» **EXERCISE AIM**: Only the lines from the one with "pub use gemini::GeminiClient;" through the end of the material below belong in the reply; transcribe them exactly.

#####

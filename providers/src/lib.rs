//! Language model access for motivation messages.
//!
//! Only Google Gemini is supported. Requests are single-shot
//! `generateContent` calls sent through [`retry::send_with_retry`].

pub mod gemini;
pub mod retry;

use std::time::Duration;

use thiserror::Error;

pub use gemini::GeminiClient;

/// Canonical Gemini API base URL.
pub const GEMINI_API_BASE_URL: &str = "https://generativelanguage.googleapis.com/v1beta";

const CONNECT_TIMEOUT_SECS: u64 = 30;
const REQUEST_TIMEOUT_SECS: u64 = 60;
const TCP_KEEPALIVE_SECS: u64 = 60;
const POOL_IDLE_TIMEOUT_SECS: u64 = 90;

const MAX_ERROR_BODY_BYTES: usize = 32 * 1024;

#[derive(Debug, Error)]
pub enum ProviderError {
    #[error("HTTP client: {0}")]
    Client(#[source] reqwest::Error),
    #[error("request failed after {attempts} attempts: {source}")]
    Transport {
        attempts: u32,
        #[source]
        source: reqwest::Error,
    },
    #[error("API error {status}: {body}")]
    Api {
        status: reqwest::StatusCode,
        body: String,
    },
    #[error("malformed response: {0}")]
    Decode(String),
    #[error("model returned no text")]
    EmptyResponse,
}

pub(crate) fn http_client() -> Result<reqwest::Client, ProviderError> {
    reqwest::Client::builder()
        .connect_timeout(Duration::from_secs(CONNECT_TIMEOUT_SECS))
        .timeout(Duration::from_secs(REQUEST_TIMEOUT_SECS))
        .redirect(reqwest::redirect::Policy::none())
        .tcp_keepalive(Some(Duration::from_secs(TCP_KEEPALIVE_SECS)))
        .pool_idle_timeout(Some(Duration::from_secs(POOL_IDLE_TIMEOUT_SECS)))
        .build()
        .map_err(ProviderError::Client)
}

/// Read an error body, truncated to a fixed size.
pub async fn read_capped_error_body(response: reqwest::Response) -> String {
    use futures_util::StreamExt;
    let mut body = Vec::new();
    let mut stream = response.bytes_stream();
    while let Some(chunk) = stream.next().await {
        let Ok(chunk) = chunk else { break };
        body.extend_from_slice(&chunk);
        if body.len() > MAX_ERROR_BODY_BYTES {
            body.truncate(MAX_ERROR_BODY_BYTES);
            let text = String::from_utf8_lossy(&body);
            return format!("{text}...(truncated)");
        }
    }
    String::from_utf8_lossy(&body).into_owned()
}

#####

» **RESULT**:
pub use gemini::GeminiClient;

/// Canonical Gemini API base URL.
pub const GEMINI_API_BASE_URL: &str = "https://generativelanguage.googleapis.com/v1beta";

const CONNECT_TIMEOUT_SECS: u64 = 30;
const REQUEST_TIMEOUT_SECS: u64 = 60;
const TCP_KEEPALIVE_SECS: u64 = 60;
const POOL_IDLE_TIMEOUT_SECS: u64 = 90;

const MAX_ERROR_BODY_BYTES: usize = 32 * 1024;

#[derive(Debug, Error)]
pub enum ProviderError {
    #[error("HTTP client: {0}")]
    Client(#[source] reqwest::Error),
    #[error("request failed after {attempts} attempts: {source}")]
    Transport {
        attempts: u32,
        #[source]
        source: reqwest::Error,
    },
    #[error("API error {status}: {body}")]
    Api {
        status: reqwest::StatusCode,
        body: String,
    },
    #[error("malformed response: {0}")]
    Decode(String),
    #[error("model returned no text")]
    EmptyResponse,
}

pub(crate) fn http_client() -> Result<reqwest::Client, ProviderError> {
    reqwest::Client::builder()
        .connect_timeout(Duration::from_secs(CONNECT_TIMEOUT_SECS))
        .timeout(Duration::from_secs(REQUEST_TIMEOUT_SECS))
        .redirect(reqwest::redirect::Policy::none())
        .tcp_keepalive(Some(Duration::from_secs(TCP_KEEPALIVE_SECS)))
        .pool_idle_timeout(Some(Duration::from_secs(POOL_IDLE_TIMEOUT_SECS)))
        .build()
        .map_err(ProviderError::Client)
}

/// Read an error body, truncated to a fixed size.
pub async fn read_capped_error_body(response: reqwest::Response) -> String {
    use futures_util::StreamExt;
    let mut body = Vec::new();
    let mut stream = response.bytes_stream();
    while let Some(chunk) = stream.next().await {
        let Ok(chunk) = chunk else { break };
        body.extend_from_slice(&chunk);
        if body.len() > MAX_ERROR_BODY_BYTES {
            body.truncate(MAX_ERROR_BODY_BYTES);
            let text = String::from_utf8_lossy(&body);
            return format!("{text}...(truncated)");
        }
    }
    String::from_utf8_lossy(&body).into_owned()
}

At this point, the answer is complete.